* [What you are asked to do] Bring together every line in the data that includes "debug".

Collected data
※ ※ ※
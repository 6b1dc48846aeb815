//! Shared edgequake-llm plumbing for the chat-based adapters.
//!
//! Both vision and text adapters follow the same shape: build a message
//! list, call [`LLMProvider::chat`] under a per-call timeout, and map the
//! outcome into `Result<Option<String>, ProviderError>`. Retry lives one
//! level up in [`crate::retry`], so this module makes exactly one call.

use crate::config::TranslatorConfig;
use crate::error::ProviderError;
use crate::pipeline::normalize::normalize_translation;
use crate::provider::ProviderId;
use edgequake_llm::{ChatMessage, CompletionOptions, LLMProvider, ProviderFactory};
use std::sync::Arc;
use std::time::Instant;
use tokio::time::{timeout, Duration};
use tracing::{debug, warn};

/// A connected edgequake-llm provider plus the call options for it.
pub struct LlmClient {
    id: ProviderId,
    provider: Arc<dyn LLMProvider>,
    options: CompletionOptions,
    timeout_secs: u64,
}

impl LlmClient {
    /// Wrap an already-built provider. Used by tests and callers with custom
    /// provider wiring.
    pub fn new(id: ProviderId, provider: Arc<dyn LLMProvider>, config: &TranslatorConfig) -> Self {
        Self {
            id,
            provider,
            options: build_options(config),
            timeout_secs: config.api_timeout_secs,
        }
    }

    /// Build through [`ProviderFactory`] when `api_key` is present.
    ///
    /// The factory reads the provider's key variable from the environment on
    /// its own; the explicit key here only gates whether we try.
    pub fn connect(
        id: ProviderId,
        factory_name: &str,
        model: &str,
        api_key: Option<&str>,
        config: &TranslatorConfig,
    ) -> Option<Self> {
        api_key?;
        match ProviderFactory::create_llm_provider(factory_name, model) {
            Ok(provider) => {
                debug!("{}: using {} model {}", id, factory_name, model);
                Some(Self::new(id, provider, config))
            }
            Err(e) => {
                warn!("{}: could not create {} provider: {}", id, factory_name, e);
                None
            }
        }
    }

    /// One chat round-trip. Empty answers come back as `Ok(None)`.
    pub async fn chat(&self, messages: &[ChatMessage]) -> Result<Option<String>, ProviderError> {
        let start = Instant::now();
        let call = self.provider.chat(messages, Some(&self.options));
        let response = match timeout(Duration::from_secs(self.timeout_secs), call).await {
            Ok(Ok(response)) => response,
            Ok(Err(e)) => return Err(ProviderError::from_message(self.id.as_str(), e.to_string())),
            Err(_) => {
                return Err(ProviderError::Timeout {
                    provider: self.id.to_string(),
                    secs: self.timeout_secs,
                })
            }
        };

        debug!(
            "{}: {} input tokens, {} output tokens, {:?}",
            self.id,
            response.prompt_tokens,
            response.completion_tokens,
            start.elapsed()
        );

        let text = normalize_translation(&response.content);
        Ok((!text.is_empty()).then_some(text))
    }
}

fn build_options(config: &TranslatorConfig) -> CompletionOptions {
    CompletionOptions {
        temperature: Some(config.temperature),
        max_tokens: Some(config.max_tokens),
        ..Default::default()
    }
}

#[cfg(test)]
mod tests {
    use super::*;

    #[test]
    fn options_follow_config() {
        let config = TranslatorConfig::default();
        let opts = build_options(&config);
        assert_eq!(opts.temperature, Some(0.1));
        assert_eq!(opts.max_tokens, Some(8192));
    }

    #[test]
    fn connect_without_key_is_none() {
        let config = TranslatorConfig::default();
        assert!(LlmClient::connect(
            ProviderId::OpenAiText,
            "openai",
            "gpt-4o-mini",
            None,
            &config
        )
        .is_none());
    }
}
//! WebSocket hub: connections, fan-out, role tracking, sessions.

pub mod broadcast;
pub mod connection;
pub mod roles;
pub mod session;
※ ※ ※
* [Written solution]
use tracing::{debug, warn};
                debug!("{}: using {} model {}", id, factory_name, model);
        debug!(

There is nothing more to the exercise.